Hey guys. I read somewhere (possibly here) that flaxseed oil can be good for rats with tumors, but all I could find at the store were 1000 mg liquid softgels. I'm assuming if I cut it open I can drain out the liquid into a treat or onto a piece of bread, but I don't know what sort of dosage my girl should get. This capsules had the lowest dosage off all the ones I saw. Does anyone have any idea? I don't want to try it until I know for sure.


----------



## cagedbirdsinging (May 28, 2012)

There isn't really a dosage. It's just like any other oil. A few drops will do. I've heard of humans using flaxseed oil to prevent cancer, but there isn't really any scientific evidence on the matter.


----------



## .275057 (Oct 22, 2013)

Thanks! I remember reading about it, because I wrote it down on a sheet of opaper with other tumor-fighting solutions. Do you think it is worth trying, or that it won't make a big difference? I've read that soy yogurt or straight up soy nuts can be a big help; I wonder if they would be more effective than the flaxseed oil. This stuff makes my head spin sometimes.


----------



## cagedbirdsinging (May 28, 2012)

It won't hurt. Flax oil and other healthy oils are great in moderation.

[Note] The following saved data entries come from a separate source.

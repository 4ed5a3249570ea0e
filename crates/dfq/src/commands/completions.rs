//! Shell completions command implementation.
//!
//! Generate shell completions for bash, zsh, fish, and powershell.

use std::io;

use clap::CommandFactory;
use clap_complete::{generate, Shell as ClapShell};

use crate::cli::{Cli, Shell};

impl From<&Shell> for ClapShell {
    fn from(shell: &Shell) -> Self {
        match shell {
            Shell::Bash => ClapShell::Bash,
            Shell::Zsh => ClapShell::Zsh,
            Shell::Fish => ClapShell::Fish,
            Shell::Powershell => ClapShell::PowerShell,
        }
    }
}

/// Generate shell completions for the given shell and write them to `out`.
///
/// # Errors
///
/// Returns an error if writing to `out` fails.
pub fn write_completions(shell: &Shell, out: &mut dyn io::Write) -> io::Result<()> {
    let mut cmd = Cli::command();
    generate(ClapShell::from(shell), &mut cmd, "dfq", out);
    out.flush()
}

/// Generate shell completions for the given shell and write to stdout.
pub fn execute(shell: &Shell) -> io::Result<()> {
    write_completions(shell, &mut io::stdout())
}

#[cfg(test)]
mod tests {
    use super::*;

    fn render(shell: Shell) -> String {
        let mut buf = Vec::new();
        write_completions(&shell, &mut buf).unwrap();
        String::from_utf8(buf).unwrap()
    }

    #[test]
    fn test_shell_mapping() {
        assert!(matches!(ClapShell::from(&Shell::Bash), ClapShell::Bash));
        assert!(matches!(ClapShell::from(&Shell::Zsh), ClapShell::Zsh));
        assert!(matches!(ClapShell::from(&Shell::Fish), ClapShell::Fish));
        assert!(matches!(
            ClapShell::from(&Shell::Powershell),
            ClapShell::PowerShell
        ));
    }

    #[test]
    fn test_bash_completions_mention_binary_and_commands() {
        let script = render(Shell::Bash);
        assert!(script.contains("dfq"));
        assert!(script.contains("filter"));
        assert!(script.contains("operators"));
    }

    #[test]
    fn test_fish_completions_not_empty() {
        assert!(!render(Shell::Fish).is_empty());
    }
}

I avoid soy as the cons outweigh the pros. Pure, unadulterated soy? Perhaps helpful. However, 99.999% of any soy you'll find is highly genetically modified, meaning even more likely to cause health issues rather than alleviating them. I'd skip it.


----------



## .275057 (Oct 22, 2013)

Thank you so much, I'll avoid the soy altogether. I don't know what I would do without your advice.


----------



## KelseyShea (Jan 20, 2013)

I've been putting flaxseed into organic/non gmo soy yogurt for a while now for my rat that has a mammary tumor, as well as the other girls as a preventative measure. I usually do a spoonful of flaxseed to two spoonfuls of yogurt. It's just regular flaxseed I guess, looks like coarse brown sugar almost. I think I picked it up at whole foods or a similar store, where you can buy it by the ounce/pound. Don't know if that helps you at all...


----------



## Isamurat (Jul 27, 2012)

Save yourself some money and use linseed oil, this is common flax but generally sold an awful lot cheaper. I've not see much evidence for tumour improvements but older rats do do better on it and its a good oil to feed a couple times a week. I feed a few drops on there veg, or when older they get a bit more on a wet meal. Its not precise, its just useful. Flax and linseed is also good to use in any mix you might make, though it is too smal for some rats to find, so you ahve to see how they get on with it, mine have never had a problem and i scatter feed.


----------



## .275057 (Oct 22, 2013)

Thanks you guys! I'm definitely going to return the capsules and look for either the flaxseed or linseed oil instead.


----------



## smopey (Feb 3, 2012)

Isamurat said:


> Save yourself some money and use linseed oil, this is common flax but generally sold an awful lot cheaper. I've not see much evidence for tumour improvements but older rats do do better on it and its a good oil to feed a couple times a week. I feed a few drops on there veg, or when older they get a bit more on a wet meal. Its not precise, its just useful. Flax and linseed is also good to use in any mix you might make, though it is too smal for some rats to find, so you ahve to see how they get on with it, mine have never had a problem and i scatter feed.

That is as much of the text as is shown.